- Opening Delimiter -

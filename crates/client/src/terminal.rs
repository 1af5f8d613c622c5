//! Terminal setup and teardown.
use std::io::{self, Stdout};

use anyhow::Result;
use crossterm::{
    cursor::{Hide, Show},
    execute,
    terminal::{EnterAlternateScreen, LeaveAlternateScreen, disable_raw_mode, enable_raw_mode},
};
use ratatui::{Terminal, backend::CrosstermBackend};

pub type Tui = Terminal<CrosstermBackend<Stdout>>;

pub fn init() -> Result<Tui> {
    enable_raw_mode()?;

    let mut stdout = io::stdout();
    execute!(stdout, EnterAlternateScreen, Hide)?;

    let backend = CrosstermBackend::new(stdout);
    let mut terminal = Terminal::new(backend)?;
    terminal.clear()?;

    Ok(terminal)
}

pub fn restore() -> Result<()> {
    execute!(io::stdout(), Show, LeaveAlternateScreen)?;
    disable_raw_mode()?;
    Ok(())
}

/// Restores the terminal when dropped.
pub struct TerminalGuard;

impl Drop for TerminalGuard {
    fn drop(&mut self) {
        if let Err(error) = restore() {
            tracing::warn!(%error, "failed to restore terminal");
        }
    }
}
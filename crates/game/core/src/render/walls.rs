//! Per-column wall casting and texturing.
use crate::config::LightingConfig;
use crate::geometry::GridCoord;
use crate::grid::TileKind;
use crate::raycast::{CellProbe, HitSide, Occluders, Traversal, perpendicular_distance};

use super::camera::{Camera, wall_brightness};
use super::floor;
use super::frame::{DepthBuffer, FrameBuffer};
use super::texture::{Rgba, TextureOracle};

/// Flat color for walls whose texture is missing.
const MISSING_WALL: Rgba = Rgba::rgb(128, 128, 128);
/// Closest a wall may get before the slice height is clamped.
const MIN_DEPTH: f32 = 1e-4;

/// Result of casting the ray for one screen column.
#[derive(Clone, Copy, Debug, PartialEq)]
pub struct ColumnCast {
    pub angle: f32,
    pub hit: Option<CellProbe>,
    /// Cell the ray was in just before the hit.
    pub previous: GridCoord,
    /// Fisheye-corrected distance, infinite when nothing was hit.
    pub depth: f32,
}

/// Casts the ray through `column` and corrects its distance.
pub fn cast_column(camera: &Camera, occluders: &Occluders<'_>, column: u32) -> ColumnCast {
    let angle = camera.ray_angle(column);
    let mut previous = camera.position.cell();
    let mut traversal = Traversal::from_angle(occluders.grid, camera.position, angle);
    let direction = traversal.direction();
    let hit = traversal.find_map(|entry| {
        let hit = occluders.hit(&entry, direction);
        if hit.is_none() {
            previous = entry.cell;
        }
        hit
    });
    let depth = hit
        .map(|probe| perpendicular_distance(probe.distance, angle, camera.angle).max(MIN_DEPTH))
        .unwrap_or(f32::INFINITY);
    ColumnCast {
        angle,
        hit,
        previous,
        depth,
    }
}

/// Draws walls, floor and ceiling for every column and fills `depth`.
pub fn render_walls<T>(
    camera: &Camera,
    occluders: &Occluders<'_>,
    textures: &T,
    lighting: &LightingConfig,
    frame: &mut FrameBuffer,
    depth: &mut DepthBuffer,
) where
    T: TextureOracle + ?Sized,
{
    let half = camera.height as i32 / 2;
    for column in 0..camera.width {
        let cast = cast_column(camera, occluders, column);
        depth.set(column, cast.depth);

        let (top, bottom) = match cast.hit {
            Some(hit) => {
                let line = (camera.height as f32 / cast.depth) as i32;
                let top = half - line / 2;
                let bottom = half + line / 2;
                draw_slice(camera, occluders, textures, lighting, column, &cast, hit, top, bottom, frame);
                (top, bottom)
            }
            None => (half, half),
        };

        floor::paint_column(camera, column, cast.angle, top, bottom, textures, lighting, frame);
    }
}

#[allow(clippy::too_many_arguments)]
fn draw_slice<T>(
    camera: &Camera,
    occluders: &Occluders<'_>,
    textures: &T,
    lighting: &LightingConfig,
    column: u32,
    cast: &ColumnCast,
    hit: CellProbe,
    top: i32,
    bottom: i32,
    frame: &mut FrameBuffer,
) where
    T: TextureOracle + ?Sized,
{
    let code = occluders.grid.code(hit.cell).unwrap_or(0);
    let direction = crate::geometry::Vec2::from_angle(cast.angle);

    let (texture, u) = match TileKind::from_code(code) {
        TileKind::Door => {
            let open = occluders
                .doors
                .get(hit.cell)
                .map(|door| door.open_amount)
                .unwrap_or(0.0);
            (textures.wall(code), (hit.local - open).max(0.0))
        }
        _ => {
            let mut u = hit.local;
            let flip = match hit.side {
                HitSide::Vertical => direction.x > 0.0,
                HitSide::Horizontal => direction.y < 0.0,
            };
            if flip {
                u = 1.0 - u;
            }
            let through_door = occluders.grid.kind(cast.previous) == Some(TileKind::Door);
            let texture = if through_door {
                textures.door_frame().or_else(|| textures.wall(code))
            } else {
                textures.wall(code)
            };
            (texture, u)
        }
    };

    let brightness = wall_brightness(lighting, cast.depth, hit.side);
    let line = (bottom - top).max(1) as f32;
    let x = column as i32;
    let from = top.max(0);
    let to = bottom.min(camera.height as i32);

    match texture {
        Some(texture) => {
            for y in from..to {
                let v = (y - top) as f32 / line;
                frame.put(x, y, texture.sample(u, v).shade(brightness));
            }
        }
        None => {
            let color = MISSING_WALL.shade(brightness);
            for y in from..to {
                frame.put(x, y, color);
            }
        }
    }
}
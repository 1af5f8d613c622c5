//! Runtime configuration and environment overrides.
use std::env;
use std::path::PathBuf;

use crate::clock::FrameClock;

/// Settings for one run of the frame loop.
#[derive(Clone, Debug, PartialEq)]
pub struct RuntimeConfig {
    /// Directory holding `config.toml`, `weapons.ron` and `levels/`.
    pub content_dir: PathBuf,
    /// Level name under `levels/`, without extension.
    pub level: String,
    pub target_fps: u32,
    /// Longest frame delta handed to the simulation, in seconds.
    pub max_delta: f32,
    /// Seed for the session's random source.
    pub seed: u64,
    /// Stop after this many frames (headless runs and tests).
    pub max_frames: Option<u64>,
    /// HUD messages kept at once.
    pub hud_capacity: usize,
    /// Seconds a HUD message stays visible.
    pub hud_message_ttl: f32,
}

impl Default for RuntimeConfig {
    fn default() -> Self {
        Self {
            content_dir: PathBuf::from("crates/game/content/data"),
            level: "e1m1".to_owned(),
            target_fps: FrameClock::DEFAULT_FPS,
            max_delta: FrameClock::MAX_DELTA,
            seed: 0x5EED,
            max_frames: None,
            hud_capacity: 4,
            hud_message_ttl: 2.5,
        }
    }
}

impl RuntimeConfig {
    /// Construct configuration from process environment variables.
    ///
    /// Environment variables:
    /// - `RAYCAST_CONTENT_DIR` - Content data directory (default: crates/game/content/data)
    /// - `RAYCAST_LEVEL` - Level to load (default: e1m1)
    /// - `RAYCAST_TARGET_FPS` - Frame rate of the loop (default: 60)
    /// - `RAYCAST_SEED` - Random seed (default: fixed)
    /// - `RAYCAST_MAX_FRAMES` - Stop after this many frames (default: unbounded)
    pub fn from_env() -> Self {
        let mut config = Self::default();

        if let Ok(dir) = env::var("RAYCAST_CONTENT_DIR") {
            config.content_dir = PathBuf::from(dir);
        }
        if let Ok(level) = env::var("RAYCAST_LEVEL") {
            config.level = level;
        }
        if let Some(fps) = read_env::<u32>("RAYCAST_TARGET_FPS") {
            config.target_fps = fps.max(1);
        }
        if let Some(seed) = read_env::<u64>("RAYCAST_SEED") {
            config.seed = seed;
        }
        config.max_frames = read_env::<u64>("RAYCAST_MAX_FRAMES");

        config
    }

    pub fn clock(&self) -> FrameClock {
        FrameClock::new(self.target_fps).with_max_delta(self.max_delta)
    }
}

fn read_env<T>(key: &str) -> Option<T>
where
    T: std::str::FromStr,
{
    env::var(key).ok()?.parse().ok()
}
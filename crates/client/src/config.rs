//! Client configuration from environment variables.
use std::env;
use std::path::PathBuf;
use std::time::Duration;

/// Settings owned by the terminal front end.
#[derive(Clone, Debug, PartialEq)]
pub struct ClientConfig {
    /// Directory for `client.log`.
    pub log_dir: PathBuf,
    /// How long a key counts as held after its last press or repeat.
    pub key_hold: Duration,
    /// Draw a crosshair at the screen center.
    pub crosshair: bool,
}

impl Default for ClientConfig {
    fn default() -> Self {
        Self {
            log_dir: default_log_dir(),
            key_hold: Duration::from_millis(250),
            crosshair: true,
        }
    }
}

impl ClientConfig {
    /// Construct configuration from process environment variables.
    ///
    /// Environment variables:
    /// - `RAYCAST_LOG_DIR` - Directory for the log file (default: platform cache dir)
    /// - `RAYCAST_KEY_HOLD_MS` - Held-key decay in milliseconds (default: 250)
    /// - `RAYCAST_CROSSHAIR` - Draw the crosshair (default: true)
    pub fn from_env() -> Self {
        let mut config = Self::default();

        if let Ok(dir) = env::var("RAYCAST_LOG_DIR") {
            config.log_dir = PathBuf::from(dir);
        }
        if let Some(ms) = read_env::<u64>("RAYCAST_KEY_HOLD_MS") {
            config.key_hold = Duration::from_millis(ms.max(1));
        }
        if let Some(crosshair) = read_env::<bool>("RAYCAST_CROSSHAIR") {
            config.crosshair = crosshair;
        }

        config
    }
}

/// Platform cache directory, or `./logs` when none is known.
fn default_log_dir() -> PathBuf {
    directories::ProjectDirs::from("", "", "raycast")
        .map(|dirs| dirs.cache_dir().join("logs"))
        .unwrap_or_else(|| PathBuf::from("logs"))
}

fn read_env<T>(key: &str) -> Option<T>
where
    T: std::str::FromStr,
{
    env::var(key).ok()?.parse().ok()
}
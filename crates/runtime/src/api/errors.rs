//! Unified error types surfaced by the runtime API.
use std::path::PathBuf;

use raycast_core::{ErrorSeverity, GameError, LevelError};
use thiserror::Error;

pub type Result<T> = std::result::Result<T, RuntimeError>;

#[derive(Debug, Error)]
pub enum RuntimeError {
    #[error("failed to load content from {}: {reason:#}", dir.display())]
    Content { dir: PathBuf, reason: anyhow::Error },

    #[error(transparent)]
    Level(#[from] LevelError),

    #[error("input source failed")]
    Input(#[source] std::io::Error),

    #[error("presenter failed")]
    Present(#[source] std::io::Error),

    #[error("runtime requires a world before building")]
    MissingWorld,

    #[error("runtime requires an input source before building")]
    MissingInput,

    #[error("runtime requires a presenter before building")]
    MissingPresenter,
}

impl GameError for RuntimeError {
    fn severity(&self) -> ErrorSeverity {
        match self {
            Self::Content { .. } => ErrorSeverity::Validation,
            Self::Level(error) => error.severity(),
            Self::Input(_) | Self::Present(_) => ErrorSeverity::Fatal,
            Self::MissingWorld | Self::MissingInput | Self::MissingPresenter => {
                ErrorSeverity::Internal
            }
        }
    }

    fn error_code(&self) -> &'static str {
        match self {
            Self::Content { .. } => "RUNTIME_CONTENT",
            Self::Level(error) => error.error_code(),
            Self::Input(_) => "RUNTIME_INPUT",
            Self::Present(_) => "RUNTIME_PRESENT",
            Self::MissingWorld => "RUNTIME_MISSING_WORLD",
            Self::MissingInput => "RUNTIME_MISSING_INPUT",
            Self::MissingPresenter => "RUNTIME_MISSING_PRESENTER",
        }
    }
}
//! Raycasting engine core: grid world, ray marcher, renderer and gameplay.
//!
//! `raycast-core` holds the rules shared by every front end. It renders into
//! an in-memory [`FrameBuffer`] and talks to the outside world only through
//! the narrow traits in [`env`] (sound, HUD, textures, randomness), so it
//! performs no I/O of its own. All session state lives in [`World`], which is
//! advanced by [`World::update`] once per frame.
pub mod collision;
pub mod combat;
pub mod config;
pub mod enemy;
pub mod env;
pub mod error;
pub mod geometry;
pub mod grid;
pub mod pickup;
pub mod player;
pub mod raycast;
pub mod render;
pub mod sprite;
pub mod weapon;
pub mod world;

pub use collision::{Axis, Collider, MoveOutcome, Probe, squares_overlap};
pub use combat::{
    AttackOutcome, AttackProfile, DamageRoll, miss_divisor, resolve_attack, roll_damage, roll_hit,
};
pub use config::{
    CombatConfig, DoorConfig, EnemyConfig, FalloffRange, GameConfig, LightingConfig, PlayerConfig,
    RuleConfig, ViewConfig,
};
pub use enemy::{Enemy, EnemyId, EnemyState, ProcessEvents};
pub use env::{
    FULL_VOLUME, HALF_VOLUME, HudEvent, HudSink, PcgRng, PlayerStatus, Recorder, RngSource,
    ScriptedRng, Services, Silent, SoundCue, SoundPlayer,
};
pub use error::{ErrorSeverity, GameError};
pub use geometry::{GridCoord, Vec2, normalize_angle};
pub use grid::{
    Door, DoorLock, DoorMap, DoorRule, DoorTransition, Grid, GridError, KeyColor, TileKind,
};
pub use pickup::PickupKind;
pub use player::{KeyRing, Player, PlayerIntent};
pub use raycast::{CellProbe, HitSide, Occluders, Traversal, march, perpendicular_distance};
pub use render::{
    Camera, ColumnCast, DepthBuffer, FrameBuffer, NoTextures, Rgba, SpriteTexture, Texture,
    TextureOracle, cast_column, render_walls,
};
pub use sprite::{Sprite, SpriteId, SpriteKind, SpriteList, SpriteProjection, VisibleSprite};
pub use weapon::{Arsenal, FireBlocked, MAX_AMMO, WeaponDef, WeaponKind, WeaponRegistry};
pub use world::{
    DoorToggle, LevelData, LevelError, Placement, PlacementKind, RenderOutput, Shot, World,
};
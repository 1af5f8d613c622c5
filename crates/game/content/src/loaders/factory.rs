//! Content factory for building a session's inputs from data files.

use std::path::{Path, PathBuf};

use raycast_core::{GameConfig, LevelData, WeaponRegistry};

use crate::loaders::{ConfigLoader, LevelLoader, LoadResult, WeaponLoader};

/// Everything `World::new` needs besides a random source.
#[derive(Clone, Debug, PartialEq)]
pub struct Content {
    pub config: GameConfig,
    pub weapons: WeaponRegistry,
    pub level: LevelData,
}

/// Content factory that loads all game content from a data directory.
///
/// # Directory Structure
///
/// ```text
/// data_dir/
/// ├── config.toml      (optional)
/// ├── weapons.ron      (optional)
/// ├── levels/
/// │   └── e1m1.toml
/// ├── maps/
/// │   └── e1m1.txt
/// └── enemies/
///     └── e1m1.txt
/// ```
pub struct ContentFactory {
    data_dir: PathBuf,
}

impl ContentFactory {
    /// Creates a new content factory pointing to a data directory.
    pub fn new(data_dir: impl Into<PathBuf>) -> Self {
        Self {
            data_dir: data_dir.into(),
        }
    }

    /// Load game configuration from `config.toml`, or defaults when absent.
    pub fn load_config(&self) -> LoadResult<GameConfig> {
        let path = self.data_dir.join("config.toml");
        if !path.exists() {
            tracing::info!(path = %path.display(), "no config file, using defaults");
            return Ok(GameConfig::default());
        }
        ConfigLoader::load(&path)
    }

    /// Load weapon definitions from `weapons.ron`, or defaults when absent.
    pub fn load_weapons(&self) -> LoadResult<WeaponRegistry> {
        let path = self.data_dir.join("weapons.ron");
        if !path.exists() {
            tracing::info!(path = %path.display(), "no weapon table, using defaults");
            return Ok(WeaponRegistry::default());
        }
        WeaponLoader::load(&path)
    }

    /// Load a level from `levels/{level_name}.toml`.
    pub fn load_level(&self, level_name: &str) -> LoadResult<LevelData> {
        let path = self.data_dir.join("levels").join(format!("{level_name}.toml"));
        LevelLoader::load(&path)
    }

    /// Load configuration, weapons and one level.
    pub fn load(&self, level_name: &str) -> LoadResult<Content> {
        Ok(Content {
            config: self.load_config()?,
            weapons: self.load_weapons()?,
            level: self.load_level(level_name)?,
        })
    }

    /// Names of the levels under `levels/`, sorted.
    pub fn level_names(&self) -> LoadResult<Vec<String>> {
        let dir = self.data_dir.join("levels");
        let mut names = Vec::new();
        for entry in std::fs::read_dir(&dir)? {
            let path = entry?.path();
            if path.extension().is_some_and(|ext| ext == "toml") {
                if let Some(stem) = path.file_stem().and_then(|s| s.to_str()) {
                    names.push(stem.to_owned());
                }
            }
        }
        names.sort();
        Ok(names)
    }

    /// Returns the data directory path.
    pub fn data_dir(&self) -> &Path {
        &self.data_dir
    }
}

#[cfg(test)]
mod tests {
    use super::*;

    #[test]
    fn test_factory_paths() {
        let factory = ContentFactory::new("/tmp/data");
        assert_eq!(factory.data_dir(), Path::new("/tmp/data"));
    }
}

- Closing Delimiter -

#### Your task
Among the entries, find every line holding "crates" and return it.

#### Response area
filename crates/client/src/terminal.rs
filename crates/game/core/src/render/walls.rs
            content_dir: PathBuf::from("crates/game/content/data"),
    /// - `RAYCAST_CONTENT_DIR` - Content data directory (default: crates/game/content/data)
filename crates/client/src/config.rs
filename crates/runtime/src/api/errors.rs
filename crates/game/content/src/loaders/factory.rs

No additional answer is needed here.